A retrospective study was conducted to evaluate the prognostic significance of hypercalcemia associated with renal cell carcinoma and the efficacy of different treatment modalities. Twenty-seven of 160 (16.8%) patients with renal cell carcinoma were found to have tumor-induced hypercalcemia: 24 had Stage IV disease, 1 Stage III disease, and 2 Stage I disease. There was no evidence of bone metastasis in 13 of 27 (48%) patients. A total of 89 episodes of acute hypercalcemia were treated: 36 episodes resulted in a complete response ([CR] calcium levels returning to normal), 24 partial response ([PR] calcium decrease greater than 1 mg/dL, but above normal) and 29 negligible response ([NR] calcium decrease less than 1 mg/dL) to treatment modalities used. One patient with Stage I disease and 3 with Stage IV disease underwent nephrectomies resulting in 2 CR and 1 PR. There was a complete response (CR) to mithramycin in 7 of 10 (70%) acute hypercalcemic episodes, to furosemide and mithramycin in 12 of 20 (60%), to steroids or furosemide and steroids in 3 of 7 (43%), to hydration in 4 of 13 (31%), and to furosemide in 7 of 25 (28%).
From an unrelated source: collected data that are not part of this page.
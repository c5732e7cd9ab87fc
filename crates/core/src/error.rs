use serde::{Deserialize, Serialize};
use std::fmt;
use std::path::PathBuf;
use thiserror::Error;

/// The four ordered build stages.
#[derive(Debug, Clone, Copy, PartialEq, Eq, PartialOrd, Ord, Hash, Serialize, Deserialize)]
#[serde(rename_all = "kebab-case")]
pub enum Stage {
    BaseProvisioning,
    ToolInjection,
    DependencyResolution,
    ApplicationAssembly,
}

impl Stage {
    pub const ALL: [Stage; 4] = [
        Stage::BaseProvisioning,
        Stage::ToolInjection,
        Stage::DependencyResolution,
        Stage::ApplicationAssembly,
    ];

    pub fn name(&self) -> &'static str {
        match self {
            Stage::BaseProvisioning => "base-provisioning",
            Stage::ToolInjection => "tool-injection",
            Stage::DependencyResolution => "dependency-resolution",
            Stage::ApplicationAssembly => "application-assembly",
        }
    }
}

impl fmt::Display for Stage {
    fn fmt(&self, f: &mut fmt::Formatter<'_>) -> fmt::Result {
        f.write_str(self.name())
    }
}

/// Fatal build failures. Every variant carries the stage that failed and the
/// artifact it failed on.
#[derive(Debug, Error)]
pub enum BuildError {
    #[error("[{stage}] image not found: {reference} ({reason})")]
    ImageNotFound {
        stage: Stage,
        reference: String,
        reason: String,
    },

    #[error("[{stage}] image {reference} changed upstream: pinned {expected}, resolved {actual}")]
    ImageDigestMismatch {
        stage: Stage,
        reference: String,
        expected: String,
        actual: String,
    },

    #[error("[{stage}] tool source unavailable: {path} in {image} ({reason})")]
    ToolSourceUnavailable {
        stage: Stage,
        image: String,
        path: String,
        reason: String,
    },

    #[error("[{stage}] lock mismatch for {package}: {reason}")]
    LockMismatch {
        stage: Stage,
        package: String,
        reason: String,
    },

    #[error("[{stage}] fetch denied for {package} ({artifact}): {reason}")]
    FetchDenied {
        stage: Stage,
        package: String,
        artifact: String,
        reason: String,
    },

    #[error("[{stage}] entry point missing: {}", path.display())]
    EntryPointMissing { stage: Stage, path: PathBuf },

    #[error("[{stage}] build cancelled")]
    Cancelled { stage: Stage },

    #[error("[{stage}] invalid {artifact}: {reason}")]
    InvalidInput {
        stage: Stage,
        artifact: String,
        reason: String,
    },

    #[error("[{stage}] I/O error on {artifact}: {source}")]
    Io {
        stage: Stage,
        artifact: String,
        #[source]
        source: std::io::Error,
    },
}

impl BuildError {
    pub fn stage(&self) -> Stage {
        match self {
            BuildError::ImageNotFound { stage, .. }
            | BuildError::ImageDigestMismatch { stage, .. }
            | BuildError::ToolSourceUnavailable { stage, .. }
            | BuildError::LockMismatch { stage, .. }
            | BuildError::FetchDenied { stage, .. }
            | BuildError::EntryPointMissing { stage, .. }
            | BuildError::Cancelled { stage }
            | BuildError::InvalidInput { stage, .. }
            | BuildError::Io { stage, .. } => *stage,
        }
    }

    /// Short machine-readable kind, used in logs and CLI output.
    pub fn kind(&self) -> &'static str {
        match self {
            BuildError::ImageNotFound { .. } => "ImageNotFound",
            BuildError::ImageDigestMismatch { .. } => "ImageDigestMismatch",
            BuildError::ToolSourceUnavailable { .. } => "ToolSourceUnavailable",
            BuildError::LockMismatch { .. } => "LockMismatch",
            BuildError::FetchDenied { .. } => "FetchDenied",
            BuildError::EntryPointMissing { .. } => "EntryPointMissing",
            BuildError::Cancelled { .. } => "Cancelled",
            BuildError::InvalidInput { .. } => "InvalidInput",
            BuildError::Io { .. } => "Io",
        }
    }

    pub fn exit_code(&self) -> i32 {
        match self {
            BuildError::ImageNotFound { .. } => 10,
            BuildError::ImageDigestMismatch { .. } => 11,
            BuildError::ToolSourceUnavailable { .. } => 12,
            BuildError::LockMismatch { .. } => 13,
            BuildError::FetchDenied { .. } => 14,
            BuildError::EntryPointMissing { .. } => 15,
            BuildError::Cancelled { .. } => 130,
            BuildError::InvalidInput { .. } => 2,
            BuildError::Io { .. } => 1,
        }
    }

    pub fn is_cancelled(&self) -> bool {
        matches!(self, BuildError::Cancelled { .. })
    }
}
/// Check `lock` against `manifest` and the pinned versions, then return the
/// set of packages to install on the target described by `env`.
///
/// Nothing is fetched; every failure here happens before any artifact is
/// requested.
pub fn verify(
    manifest: &Manifest,
    lock: &LockFile,
    pinned_versions: &BTreeMap<String, String>,
    env: &MarkerEnvironment,
) -> Result<ResolvedSet, LockError> {
    let project = lock
        .project(&manifest.name)
        .ok_or_else(|| LockError::ProjectMissing {
            project: manifest.name.clone(),
        })?;

    check_requires_dist(manifest, project)?;

    for requirement in manifest.dependencies.iter().filter(|r| r.applies_to(env)) {
        let candidates = lock.packages_named(&requirement.name);
        if candidates.is_empty() {
            return Err(LockError::MissingFromLock {
                package: requirement.name.clone(),
            });
        }
        let satisfied = candidates.iter().any(|p| {
            p.version
                .as_deref()
                .and_then(|v| Version::parse(v).ok())
                .map(|v| requirement.specifier.contains(&v))
                .unwrap_or(requirement.url.is_some())
        });
        if !satisfied {
            let locked: Vec<&str> = candidates
                .iter()
                .filter_map(|p| p.version.as_deref())
                .collect();
            return Err(LockError::VersionUnsatisfied {
                package: requirement.name.clone(),
                locked: locked.join(", "),
                specifier: requirement.specifier.to_string(),
            });
        }
    }

    let reachable = reachable_all(lock, project)?;
    if let Some(extraneous) = lock
        .packages
        .iter()
        .find(|p| !reachable.contains(&package_key(p)))
    {
        return Err(LockError::Extraneous {
            package: extraneous.normalized_name(),
        });
    }

    if let Some(unhashed) = lock
        .packages
        .iter()
        .filter(|p| !p.source.is_project_root())
        .find(|p| !p.has_hashed_artifact())
    {
        return Err(LockError::Unhashed {
            package: unhashed.normalized_name(),
        });
    }

    for (name, pinned) in pinned_versions {
        let name = normalize_name(name);
        let candidates = lock.packages_named(&name);
        if candidates.is_empty() {
            return Err(LockError::PinnedNotLocked {
                package: name,
                pinned: pinned.clone(),
            });
        }
        let pinned_version = Version::parse(pinned).ok();
        let matches = candidates.iter().any(|p| {
            match (&pinned_version, p.version.as_deref().map(Version::parse)) {
                (Some(want), Some(Ok(have))) => *want == have,
                _ => p.version.as_deref() == Some(pinned.as_str()),
            }
        });
        if !matches {
            return Err(LockError::PinnedVersionMismatch {
                package: name,
                pinned: pinned.clone(),
                locked: candidates
                    .iter()
                    .filter_map(|p| p.version.clone())
                    .collect::<Vec<_>>()
                    .join(", "),
            });
        }
    }

    let mut packages: Vec<ResolvedPackage> = reachable_runtime(lock, project, env)?
        .into_iter()
        .filter(|p| !p.source.is_project_root())
        .map(|p| ResolvedPackage {
            name: p.normalized_name(),
            version: p.version.clone().unwrap_or_default(),
            wheels: p.wheels.iter().filter(|w| w.is_hashed()).cloned().collect(),
            sdist: p.sdist.clone().filter(LockedArtifact::is_hashed),
        })
        .collect();
    packages.sort_by(|a, b| a.name.cmp(&b.name).then(a.version.cmp(&b.version)));

    debug!(
        "Lock verified for {}: {} packages to install",
        project.name,
        packages.len()
    );

    Ok(ResolvedSet {
        project: project.normalized_name(),
        packages,
    })
}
The response rates to phosphates, indomethacin, and calcitonin were low but involved a small number of patients. Survival in 24 patients with Stage IV disease was 5-239 days (av 87.3 days). There was essentially no survival difference between patients who had an initial calcium elevation less than or greater than 13 mg/dL. We conclude that mithramycin is more effective in controlling acute hypercalcemia secondary to renal cell carcinoma than furosemide or hydration. Steroids appear to be effective but our experience was limited. Surprisingly, the degree of calcium elevation did not show a significant correlation with survival.